BIG THANKS to Surreal, Toolmaker, and Jacob for helping me out. i know ive bugged the **** out of them with a million questions.


New Stuff
















Modded Levithian, does [email protected] and [email protected]








Toolmaker is going to help me fix this mess

















Box


















Amp Rack









keep all the wire organized










Relay wired In with the needed Diode


----------



## treylittlefield (Dec 26, 2009)

got a little more done today, next step is to resin the inside and outside.


----------



## treylittlefield (Dec 26, 2009)

ot a little bit done this evening...dumbass me resined the tops of the wood so i gotta sand it down so i can glue the sealed section together and it actually hold. tried sanding it by hand, that **** ain't happening lol
and here is what will be powering the subs









4 inch mids that will go in the dash


















gotta hug them nuts










box resined. debating on painting the inside and outside. inside will be white with while leds more than likely. anyone got any suggestions on inside and outside? how many coats of resin will it take jsut to waterproof it? what prep work should i go to to get it ready to paint? noob questions i know, dont want super slick paint but i want it to look good.

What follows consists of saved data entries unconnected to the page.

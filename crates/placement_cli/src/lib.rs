//! Placement batch driver
//!
//! mapgrouppos.xml → re-anchored loot containers → JSON output file
//! plus optional run metadata (stats, SHA256 checksum, timestamp).

use anyhow::{Context, Result};
use placement_core::{
    load_registry, sink_for, BatchProcessor, BatchStats, OutputFormat, PlacementConfig,
    RegistrySource, SceneDocument,
};
use serde::{Deserialize, Serialize};
use sha2::{Digest, Sha256};
use std::fs::{self, OpenOptions};
use std::io::{BufWriter, Write};
use std::path::{Path, PathBuf};

/// Options for one batch run
#[derive(Debug, Clone)]
pub struct RunOptions {
    pub scene: PathBuf,
    pub output: PathBuf,
    pub format: OutputFormat,
    /// Keep existing output content instead of truncating
    pub append: bool,
    /// Overrides `registry_path` from the config
    pub registry: Option<PathBuf>,
}

/// Run metadata
#[derive(Debug, Clone, Serialize, Deserialize)]
pub struct RunMetadata {
    /// Scene document that was processed
    pub scene: String,
    /// Output file
    pub output: String,
    /// Anchor table used: "embedded" or a file path
    pub registry: String,
    pub stats: BatchStats,
    /// SHA256 of the output file (hex)
    pub checksum: String,
    /// RFC3339
    pub created_at: String,
}

/// Process one scene document into the output file.
pub fn run_batch(options: &RunOptions, config: &PlacementConfig) -> Result<RunMetadata> {
    // 1. Registry (flag > config > env > embedded)
    let registry_path = options.registry.as_deref().or(config.registry_path.as_deref());
    let registry = load_registry(registry_path).context("Failed to load anchor registry")?;
    tracing::debug!(anchors = registry.len(), "registry ready");

    // 2. Scene document
    let document = SceneDocument::from_path(&options.scene)
        .with_context(|| format!("Failed to read scene: {}", options.scene.display()))?;
    tracing::info!(scene = %options.scene.display(), groups = document.len(), "scene loaded");

    // 3. Output file (truncate unless appending)
    if let Some(parent) = options.output.parent().filter(|p| !p.as_os_str().is_empty()) {
        fs::create_dir_all(parent)
            .with_context(|| format!("Failed to create output directory: {}", parent.display()))?;
    }
    let file = OpenOptions::new()
        .create(true)
        .write(true)
        .append(options.append)
        .truncate(!options.append)
        .open(&options.output)
        .with_context(|| format!("Failed to open output file: {}", options.output.display()))?;
    tracing::debug!(
        output = %options.output.display(),
        format = ?options.format,
        append = options.append,
        "output opened"
    );

    // 4. Batch
    let resolver = config.loot_table_resolver();
    let processor = BatchProcessor::new(&registry, &resolver)
        .with_settings(config.container.clone())
        .with_parallel(config.parallel);

    let stats = {
        let mut sink = sink_for(options.format, BufWriter::new(file));
        processor
            .run(&document, sink.as_mut())
            .with_context(|| format!("Batch failed writing: {}", options.output.display()))?
    };

    // 5. Metadata
    let checksum = checksum_file(&options.output)?;
    Ok(RunMetadata {
        scene: options.scene.display().to_string(),
        output: options.output.display().to_string(),
        registry: match registry.source() {
            RegistrySource::Embedded => "embedded".to_string(),
            RegistrySource::File(path) => path.display().to_string(),
        },
        stats,
        checksum,
        created_at: chrono::Utc::now().to_rfc3339(),
    })
}

/// SHA256 (hex) of a file
pub fn checksum_file(path: &Path) -> Result<String> {
    let bytes =
        fs::read(path).with_context(|| format!("Failed to read file: {}", path.display()))?;
    let mut hasher = Sha256::new();
    hasher.update(&bytes);
    Ok(format!("{:x}", hasher.finalize()))
}

/// Check an output file against a recorded checksum.
pub fn verify_output(path: &Path, expected_checksum: &str) -> Result<bool> {
    Ok(checksum_file(path)? == expected_checksum)
}

/// Append a rendered registry entry to an anchor table file.
///
/// Starts on a fresh line when the table does not end with a newline.
pub fn append_registry_entry(path: &Path, entry: &str) -> Result<()> {
    let existing =
        fs::read(path).with_context(|| format!("Failed to open anchor table: {}", path.display()))?;
    let mut file = OpenOptions::new()
        .append(true)
        .open(path)
        .with_context(|| format!("Failed to open anchor table: {}", path.display()))?;

    if existing.last().is_some_and(|b| *b != b'\n') {
        file.write_all(b"\n")
            .with_context(|| format!("Failed to append to: {}", path.display()))?;
    }
    file.write_all(entry.as_bytes())
        .with_context(|| format!("Failed to append to: {}", path.display()))?;
    tracing::info!(path = %path.display(), "anchor entry appended");
    Ok(())
}

pub fn save_metadata(path: &Path, meta: &RunMetadata) -> Result<()> {
    let json = serde_json::to_string_pretty(meta)?;
    fs::write(path, json)
        .with_context(|| format!("Failed to write metadata: {}", path.display()))?;
    Ok(())
}
//! Re-anchoring of contained items onto a moved anchor
//!
//! ## Steps
//! 1. Ground-plane offset of the item from the anchor baseline (`x`, `z`).
//! 2. Rotate that offset by the new anchor yaw (see [`rotate_offset`]).
//! 3. New position = new anchor position + rotated offset; the vertical
//!    offset is carried over unrotated.
//! 4. New orientation = item orientation composed with the full new anchor
//!    orientation, axis by axis.
//!
//! Only the new anchor orientation feeds the math. Baseline anchor
//! orientations are authored as zero.

use super::orientation::{compose_orientation, rotate_offset};
use crate::models::{Pose, Position};

/// An anchor relocation from its baseline pose to a new world pose
#[derive(Debug, Clone, Copy, PartialEq)]
pub struct AnchorMove {
    pub original: Pose,
    pub target: Pose,
}

impl AnchorMove {
    pub fn new(original: Pose, target: Pose) -> Self {
        Self { original, target }
    }

    /// Re-derive one item's pose under this move.
    pub fn apply(&self, item: &Pose) -> Pose {
        reanchor(&self.original, &self.target, item)
    }
}

/// Compute an item's pose after its anchor moved from `anchor_original` to
/// `anchor_new`. Pure and total for finite inputs.
pub fn reanchor(anchor_original: &Pose, anchor_new: &Pose, item_original: &Pose) -> Pose {
    let offset_x = item_original.position.x - anchor_original.position.x;
    let offset_z = item_original.position.z - anchor_original.position.z;
    let vertical = item_original.position.y - anchor_original.position.y;

    let (rotated_x, rotated_z) = rotate_offset(offset_x, offset_z, anchor_new.orientation.yaw);

    let position = Position {
        x: anchor_new.position.x + rotated_x,
        y: anchor_new.position.y + vertical,
        z: anchor_new.position.z + rotated_z,
    };
    let orientation = compose_orientation(item_original.orientation, anchor_new.orientation);

    Pose {
        position,
        orientation,
    }
}
//! # Run configuration
//!
//! Optional YAML file; every field has a default so an empty file (or no file)
//! reproduces the stock behavior.
//!
//! ```yaml
//! registry_path: ./anchors.custom.yaml
//! fallback_loot_table: CHANGEME
//! loot_table_overrides:
//!   Fridge: FoodLoot
//! container:
//!   reset_timer: 30
//! parallel: true
//! ```

use serde::{Deserialize, Serialize};
use std::collections::BTreeMap;
use std::env;
use std::path::{Path, PathBuf};

use crate::data::{LootTableResolver, PLACEMENT_SUFFIX, UNCLASSIFIED_LOOT_TABLE};
use crate::error::{PlacementError, Result};
use crate::models::ContainerSettings;

/// Env var pointing at a config file
pub const CONFIG_PATH_ENV: &str = "PLACEMENT_CONFIG";

#[derive(Debug, Clone, PartialEq, Serialize, Deserialize)]
#[serde(default)]
pub struct PlacementConfig {
    /// External anchor table replacing the embedded one
    pub registry_path: Option<PathBuf>,
    /// Marker stripped from item type names before classification
    pub placement_suffix: String,
    /// Loot table for unknown containers
    pub fallback_loot_table: String,
    /// Extra container → loot table entries
    pub loot_table_overrides: BTreeMap<String, String>,
    /// Constant bookkeeping fields on every output record
    pub container: ContainerSettings,
    /// Fan scene records out over rayon (output order unchanged)
    pub parallel: bool,
}

impl Default for PlacementConfig {
    fn default() -> Self {
        Self {
            registry_path: None,
            placement_suffix: PLACEMENT_SUFFIX.to_string(),
            fallback_loot_table: UNCLASSIFIED_LOOT_TABLE.to_string(),
            loot_table_overrides: BTreeMap::new(),
            container: ContainerSettings::default(),
            parallel: false,
        }
    }
}

impl PlacementConfig {
    pub fn from_yaml_str(yaml: &str) -> Result<Self> {
        if yaml.trim().is_empty() {
            return Ok(Self::default());
        }
        serde_yaml::from_str(yaml).map_err(PlacementError::Config)
    }

    pub fn from_path(path: &Path) -> Result<Self> {
        let yaml = std::fs::read_to_string(path)?;
        Self::from_yaml_str(&yaml)
    }

    /// Explicit path, else `PLACEMENT_CONFIG`, else defaults.
    pub fn load(explicit: Option<&Path>) -> Result<Self> {
        if let Some(path) = explicit {
            return Self::from_path(path);
        }
        match env::var(CONFIG_PATH_ENV) {
            Ok(path) if !path.trim().is_empty() => Self::from_path(Path::new(path.trim())),
            _ => Ok(Self::default()),
        }
    }

    /// Classifier built from the suffix / fallback / override settings.
    pub fn loot_table_resolver(&self) -> LootTableResolver {
        LootTableResolver::new(&self.placement_suffix, &self.fallback_loot_table)
            .with_overrides(&self.loot_table_overrides)
    }
}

1 of 2 braces added. other will run perpendicular to this one.
















thanks toolmaker!! negative terminal is sideways a little to keep it away from the fender a little.


----------



## treylittlefield (Dec 26, 2009)

not much of an update, but got the sealed section done. also got the t nuts on the baffle. gotta wait on the gasket for the top. gonna sand the inside down good and paint it this week if i can get a warmer day.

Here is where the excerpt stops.